--- Supplied material ---

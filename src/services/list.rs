//! Record listing: search, sort, pagination and deletion.

use std::collections::HashMap;
use std::sync::atomic::{AtomicU64, Ordering};
use std::sync::{Arc, Mutex, MutexGuard};
use std::time::Duration;

use crate::domain::client_detail::{ClientDetail, ClientDetailsPage};
use crate::domain::types::{ClientDetailId, SortColumn, SortDirection};
use crate::dto::main::{IndexPageData, IndexQuery, RecordRow};
use crate::pagination::Paginated;
use crate::repository::{
    ClientDetailsQuery, ClientDetailsReader, ClientDetailsWriter, ReferenceReader,
};
use crate::services::dialogs::ConfirmResult;
use crate::services::{ServiceError, ServiceResult};

/// Quiet period after the last search keystroke before a request goes out.
pub const SEARCH_DEBOUNCE: Duration = Duration::from_millis(500);

/// Rows of one applied response.
#[derive(Debug)]
pub struct ListSnapshot {
    pub sequence: u64,
    pub query: ClientDetailsQuery,
    pub records: Paginated<RecordRow>,
}

fn rows(page: &ClientDetailsPage, client_names: &HashMap<i32, String>) -> Vec<RecordRow> {
    page.records
        .iter()
        .map(|record| RecordRow::new(record, |id| client_names.get(&id).cloned()))
        .collect()
}

/// Loads the records list for the main index page.
pub async fn load_index_page<R>(repo: &R, params: &IndexQuery) -> ServiceResult<IndexPageData>
where
    R: ClientDetailsReader + ReferenceReader + ?Sized,
{
    let query = params.to_query();

    let page = repo.list_client_details(&query).await.map_err(|err| {
        log::error!("Failed to fetch client details: {err}");
        err
    })?;

    // Names are cosmetic; the list still renders without them.
    let client_names = match repo.list_clients().await {
        Ok(clients) => clients
            .into_iter()
            .map(|client| (client.id.get(), client.name.into_inner()))
            .collect(),
        Err(err) => {
            log::warn!("Failed to fetch clients: {err}");
            HashMap::new()
        }
    };

    let records = Paginated::new(
        rows(&page, &client_names),
        query.page_number,
        query.page_size,
        page.total_count,
    );

    Ok(IndexPageData {
        records,
        search_term: query.search_term.clone(),
        sort_column: query.sort_column.map(SortColumn::as_str),
        sort_direction: query.sort_direction.as_str(),
        query_string: params.to_query_string(),
    })
}

/// Record `id` as it appears on the list page described by `params`.
///
/// The backend has no single-record endpoint, so the page is fetched again.
pub async fn find_record<R>(repo: &R, params: &IndexQuery, id: ClientDetailId) -> ServiceResult<ClientDetail>
where
    R: ClientDetailsReader + ?Sized,
{
    let page = repo
        .list_client_details(&params.to_query())
        .await
        .map_err(|err| {
            log::error!("Failed to fetch client details: {err}");
            err
        })?;

    page.records
        .into_iter()
        .find(|record| record.id == id)
        .ok_or(ServiceError::NotFound)
}

/// Deletes a record once the confirm dialog resolved with the confirm token.
///
/// Returns `false` without touching the backend otherwise.
pub async fn delete_record<R>(
    repo: &R,
    id: ClientDetailId,
    result: ConfirmResult,
) -> ServiceResult<bool>
where
    R: ClientDetailsWriter + ?Sized,
{
    if !result.is_confirmed() {
        return Ok(false);
    }

    repo.delete_client_details(id).await.map_err(|err| {
        log::error!("Failed to delete client details {id}: {err}");
        ServiceError::from(err)
    })?;

    Ok(true)
}

/// Stateful list controller for long-lived front ends.
///
/// Every request gets a sequence number; a response is applied only when
/// it belongs to the latest request issued.
pub struct ListController<R> {
    repo: Arc<R>,
    query: Mutex<ClientDetailsQuery>,
    issued: AtomicU64,
    search_ticket: AtomicU64,
    debounce: Duration,
    current: Mutex<Option<Arc<ListSnapshot>>>,
}

fn lock<T>(mutex: &Mutex<T>) -> MutexGuard<'_, T> {
    mutex
        .lock()
        .unwrap_or_else(|poisoned| poisoned.into_inner())
}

---

Output all of the records, keeping every word exact.

● **Exercise response**:
filename src/services/list.rs
//! Record listing: search, sort, pagination and deletion.

use std::collections::HashMap;
use std::sync::atomic::{AtomicU64, Ordering};
use std::sync::{Arc, Mutex, MutexGuard};
use std::time::Duration;

use crate::domain::client_detail::{ClientDetail, ClientDetailsPage};
use crate::domain::types::{ClientDetailId, SortColumn, SortDirection};
use crate::dto::main::{IndexPageData, IndexQuery, RecordRow};
use crate::pagination::Paginated;
use crate::repository::{
    ClientDetailsQuery, ClientDetailsReader, ClientDetailsWriter, ReferenceReader,
};
use crate::services::dialogs::ConfirmResult;
use crate::services::{ServiceError, ServiceResult};

/// Quiet period after the last search keystroke before a request goes out.
pub const SEARCH_DEBOUNCE: Duration = Duration::from_millis(500);

/// Rows of one applied response.
#[derive(Debug)]
pub struct ListSnapshot {
    pub sequence: u64,
    pub query: ClientDetailsQuery,
    pub records: Paginated<RecordRow>,
}

fn rows(page: &ClientDetailsPage, client_names: &HashMap<i32, String>) -> Vec<RecordRow> {
    page.records
        .iter()
        .map(|record| RecordRow::new(record, |id| client_names.get(&id).cloned()))
        .collect()
}

/// Loads the records list for the main index page.
pub async fn load_index_page<R>(repo: &R, params: &IndexQuery) -> ServiceResult<IndexPageData>
where
    R: ClientDetailsReader + ReferenceReader + ?Sized,
{
    let query = params.to_query();

    let page = repo.list_client_details(&query).await.map_err(|err| {
        log::error!("Failed to fetch client details: {err}");
        err
    })?;

    // Names are cosmetic; the list still renders without them.
    let client_names = match repo.list_clients().await {
        Ok(clients) => clients
            .into_iter()
            .map(|client| (client.id.get(), client.name.into_inner()))
            .collect(),
        Err(err) => {
            log::warn!("Failed to fetch clients: {err}");
            HashMap::new()
        }
    };

    let records = Paginated::new(
        rows(&page, &client_names),
        query.page_number,
        query.page_size,
        page.total_count,
    );

    Ok(IndexPageData {
        records,
        search_term: query.search_term.clone(),
        sort_column: query.sort_column.map(SortColumn::as_str),
        sort_direction: query.sort_direction.as_str(),
        query_string: params.to_query_string(),
    })
}

/// Record `id` as it appears on the list page described by `params`.
///
/// The backend has no single-record endpoint, so the page is fetched again.
pub async fn find_record<R>(repo: &R, params: &IndexQuery, id: ClientDetailId) -> ServiceResult<ClientDetail>
where
    R: ClientDetailsReader + ?Sized,
{
    let page = repo
        .list_client_details(&params.to_query())
        .await
        .map_err(|err| {
            log::error!("Failed to fetch client details: {err}");
            err
        })?;

    page.records
        .into_iter()
        .find(|record| record.id == id)
        .ok_or(ServiceError::NotFound)
}

/// Deletes a record once the confirm dialog resolved with the confirm token.
///
/// Returns `false` without touching the backend otherwise.
pub async fn delete_record<R>(
    repo: &R,
    id: ClientDetailId,
    result: ConfirmResult,
) -> ServiceResult<bool>
where
    R: ClientDetailsWriter + ?Sized,
{
    if !result.is_confirmed() {
        return Ok(false);
    }

    repo.delete_client_details(id).await.map_err(|err| {
        log::error!("Failed to delete client details {id}: {err}");
        ServiceError::from(err)
    })?;

    Ok(true)
}

/// Stateful list controller for long-lived front ends.
///
/// Every request gets a sequence number; a response is applied only when
/// it belongs to the latest request issued.
pub struct ListController<R> {
    repo: Arc<R>,
    query: Mutex<ClientDetailsQuery>,
    issued: AtomicU64,
    search_ticket: AtomicU64,
    debounce: Duration,
    current: Mutex<Option<Arc<ListSnapshot>>>,
}

fn lock<T>(mutex: &Mutex<T>) -> MutexGuard<'_, T> {
    mutex
        .lock()
        .unwrap_or_else(|poisoned| poisoned.into_inner())
}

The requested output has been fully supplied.